> _TASK REQUIREMENTS_
Every line below that includes the word "deeply" needs to be copied.

Data excerpts:
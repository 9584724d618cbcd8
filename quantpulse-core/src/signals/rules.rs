//! Ordered rule tables for the left-side and right-side signals.
//!
//! A chain is evaluated top to bottom and the first rule whose guard holds
//! wins. Every chain ends with an always-true hold rule. Guards read
//! undefined indicator values as "condition not met", except RSI which
//! reads as neutral 50.

use super::{Signal, SignalAction, SignalTier};
use crate::indicators::IndicatorRow;

/// Oversold / overbought RSI thresholds.
pub const RSI_OVERSOLD: f64 = 30.0;
pub const RSI_OVERBOUGHT: f64 = 70.0;
/// Weaker thresholds used by the conservative tier.
pub const RSI_SOFT_OVERSOLD: f64 = 40.0;
pub const RSI_SOFT_OVERBOUGHT: f64 = 60.0;
/// Conservative dip-buy zone: close within this fraction above the baseline.
pub const PULLBACK_BAND: f64 = 0.02;

/// What a guard sees: the latest row and, for crossovers, the one before.
#[derive(Debug, Clone, Copy)]
pub struct RuleInput<'a> {
    pub latest: &'a IndicatorRow,
    pub previous: Option<&'a IndicatorRow>,
}

/// One guarded entry in a priority chain.
#[derive(Debug, Clone, Copy)]
pub struct Rule {
    pub name: &'static str,
    pub tier: SignalTier,
    pub action: SignalAction,
    pub rationale: &'static str,
    pub guard: fn(&RuleInput<'_>) -> bool,
}

impl Rule {
    pub fn matches(&self, input: &RuleInput<'_>) -> bool {
        (self.guard)(input)
    }

    pub fn signal(&self) -> Signal {
        Signal {
            tier: self.tier,
            action: self.action,
            rule: self.name,
            rationale: self.rationale,
        }
    }
}

/// Evaluate a chain; first match wins.
pub fn evaluate_chain(rules: &[Rule], input: &RuleInput<'_>) -> Signal {
    rules
        .iter()
        .find(|rule| rule.matches(input))
        .map(Rule::signal)
        .unwrap_or_else(|| HOLD.signal())
}

// ── Guards ───────────────────────────────────────────────────────────

pub fn close_below_lower_band(input: &RuleInput<'_>) -> bool {
    let row = input.latest;
    row.bb_lower.is_some_and(|lower| row.close < lower)
}

pub fn close_above_upper_band(input: &RuleInput<'_>) -> bool {
    let row = input.latest;
    row.bb_upper.is_some_and(|upper| row.close > upper)
}

pub fn rsi_oversold(input: &RuleInput<'_>) -> bool {
    input.latest.rsi_or_neutral() < RSI_OVERSOLD
}

pub fn rsi_overbought(input: &RuleInput<'_>) -> bool {
    input.latest.rsi_or_neutral() > RSI_OVERBOUGHT
}

/// Soft oversold and back above the 5-bar average (selling is drying up).
pub fn rsi_soft_oversold_above_short_ma(input: &RuleInput<'_>) -> bool {
    let row = input.latest;
    row.rsi_or_neutral() < RSI_SOFT_OVERSOLD && row.ma_short.is_some_and(|ma| row.close > ma)
}

/// Soft overbought and back below the 5-bar average (rally is stalling).
pub fn rsi_soft_overbought_below_short_ma(input: &RuleInput<'_>) -> bool {
    let row = input.latest;
    row.rsi_or_neutral() > RSI_SOFT_OVERBOUGHT && row.ma_short.is_some_and(|ma| row.close < ma)
}

pub fn close_above_baseline(input: &RuleInput<'_>) -> bool {
    let row = input.latest;
    row.ma_mid.is_some_and(|ma| row.close > ma)
}

pub fn close_below_baseline(input: &RuleInput<'_>) -> bool {
    let row = input.latest;
    row.ma_mid.is_some_and(|ma| row.close < ma)
}

/// MACD above its signal line on the latest row.
pub fn macd_above_signal(input: &RuleInput<'_>) -> bool {
    match (input.latest.macd, input.latest.macd_signal) {
        (Some(macd), Some(signal)) => macd > signal,
        _ => false,
    }
}

/// MACD crossed above its signal line between the previous and latest row.
pub fn macd_golden_cross(input: &RuleInput<'_>) -> bool {
    let Some(prev) = input.previous else {
        return false;
    };
    let was_below = match (prev.macd, prev.macd_signal) {
        (Some(macd), Some(signal)) => macd <= signal,
        _ => false,
    };
    was_below && macd_above_signal(input)
}

pub fn golden_cross_above_baseline(input: &RuleInput<'_>) -> bool {
    close_above_baseline(input) && macd_golden_cross(input)
}

pub fn macd_bullish_above_baseline(input: &RuleInput<'_>) -> bool {
    close_above_baseline(input) && macd_above_signal(input)
}

/// Close strictly above the baseline but within `PULLBACK_BAND` of it.
pub fn pullback_to_baseline(input: &RuleInput<'_>) -> bool {
    let row = input.latest;
    row.ma_mid
        .is_some_and(|ma| row.close > ma && row.close <= ma * (1.0 + PULLBACK_BAND))
}

fn always(_: &RuleInput<'_>) -> bool {
    true
}

// ── Rules ────────────────────────────────────────────────────────────

pub const HOLD: Rule = Rule {
    name: "hold",
    tier: SignalTier::Neutral,
    action: SignalAction::Hold,
    rationale: "Indicators sit in the middle of their ranges; no actionable setup.",
    guard: always,
};

pub const STRONG_BUY_BELOW_LOWER_BAND: Rule = Rule {
    name: "strong_buy_below_lower_band",
    tier: SignalTier::Extreme,
    action: SignalAction::StrongBuy,
    rationale: "Close broke below the lower Bollinger band; deeply oversold.",
    guard: close_below_lower_band,
};

pub const BUY_RSI_OVERSOLD: Rule = Rule {
    name: "buy_rsi_oversold",
    tier: SignalTier::Moderate,
    action: SignalAction::Buy,
    rationale: "RSI below 30; price is in the oversold zone, scale in gradually.",
    guard: rsi_oversold,
};

pub const PROBE_BUY_STABILIZING: Rule = Rule {
    name: "probe_buy_stabilizing",
    tier: SignalTier::Conservative,
    action: SignalAction::ProbeBuy,
    rationale: "RSI below 40 with close back above the 5-bar average; selling is fading.",
    guard: rsi_soft_oversold_above_short_ma,
};

pub const STRONG_SELL_ABOVE_UPPER_BAND: Rule = Rule {
    name: "strong_sell_above_upper_band",
    tier: SignalTier::Extreme,
    action: SignalAction::StrongSell,
    rationale: "Close broke above the upper Bollinger band; deeply overbought.",
    guard: close_above_upper_band,
};

pub const SELL_RSI_OVERBOUGHT: Rule = Rule {
    name: "sell_rsi_overbought",
    tier: SignalTier::Moderate,
    action: SignalAction::Sell,
    rationale: "RSI above 70; price is in the overbought zone, take profits gradually.",
    guard: rsi_overbought,
};

pub const REDUCE_STALLING: Rule = Rule {
    name: "reduce_stalling",
    tier: SignalTier::Conservative,
    action: SignalAction::Reduce,
    rationale: "RSI above 60 with close back below the 5-bar average; the rally is stalling.",
    guard: rsi_soft_overbought_below_short_ma,
};

pub const CHASE_ABOVE_UPPER_BAND: Rule = Rule {
    name: "chase_above_upper_band",
    tier: SignalTier::Extreme,
    action: SignalAction::Chase,
    rationale: "Close broke above the upper Bollinger band; momentum is very strong.",
    guard: close_above_upper_band,
};

pub const ADD_ON_GOLDEN_CROSS: Rule = Rule {
    name: "add_on_golden_cross",
    tier: SignalTier::Moderate,
    action: SignalAction::AddPosition,
    rationale: "MACD crossed above its signal line with close above the baseline trend line.",
    guard: golden_cross_above_baseline,
};

pub const ADD_ON_MACD_ABOVE_SIGNAL: Rule = Rule {
    name: "add_on_macd_above_signal",
    tier: SignalTier::Moderate,
    action: SignalAction::AddPosition,
    rationale: "MACD above its signal line with close above the baseline trend line.",
    guard: macd_bullish_above_baseline,
};

pub const BUY_THE_DIP_AT_BASELINE: Rule = Rule {
    name: "buy_the_dip_at_baseline",
    tier: SignalTier::Conservative,
    action: SignalAction::BuyTheDip,
    rationale: "Uptrend pulling back to within 2% of the baseline trend line.",
    guard: pullback_to_baseline,
};

pub const EXIT_FULLY_BELOW_LOWER_BAND: Rule = Rule {
    name: "exit_fully_below_lower_band",
    tier: SignalTier::Extreme,
    action: SignalAction::ExitFully,
    rationale: "Close broke below the lower Bollinger band; the trend has collapsed.",
    guard: close_below_lower_band,
};

pub const EXIT_BELOW_BASELINE: Rule = Rule {
    name: "exit_below_baseline",
    tier: SignalTier::Moderate,
    action: SignalAction::Exit,
    rationale: "Close fell below the baseline trend line; the medium-term trend is weakening.",
    guard: close_below_baseline,
};

// ── Chains ───────────────────────────────────────────────────────────

pub const LEFT_SIDE_RULES: &[Rule] = &[
    STRONG_BUY_BELOW_LOWER_BAND,
    BUY_RSI_OVERSOLD,
    STRONG_SELL_ABOVE_UPPER_BAND,
    SELL_RSI_OVERBOUGHT,
    HOLD,
];

pub const LEFT_SIDE_RULES_CONSERVATIVE: &[Rule] = &[
    STRONG_BUY_BELOW_LOWER_BAND,
    BUY_RSI_OVERSOLD,
    PROBE_BUY_STABILIZING,
    STRONG_SELL_ABOVE_UPPER_BAND,
    SELL_RSI_OVERBOUGHT,
    REDUCE_STALLING,
    HOLD,
];

pub const RIGHT_SIDE_RULES: &[Rule] = &[
    CHASE_ABOVE_UPPER_BAND,
    ADD_ON_GOLDEN_CROSS,
    ADD_ON_MACD_ABOVE_SIGNAL,
    EXIT_FULLY_BELOW_LOWER_BAND,
    EXIT_BELOW_BASELINE,
    HOLD,
];

pub const RIGHT_SIDE_RULES_CONSERVATIVE: &[Rule] = &[
    CHASE_ABOVE_UPPER_BAND,
    ADD_ON_GOLDEN_CROSS,
    ADD_ON_MACD_ABOVE_SIGNAL,
    BUY_THE_DIP_AT_BASELINE,
    EXIT_FULLY_BELOW_LOWER_BAND,
    EXIT_BELOW_BASELINE,
    HOLD,
];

> _EXPECTED OUTPUT_
    rationale: "Close broke below the lower Bollinger band; deeply oversold.",
    rationale: "Close broke above the upper Bollinger band; deeply overbought.",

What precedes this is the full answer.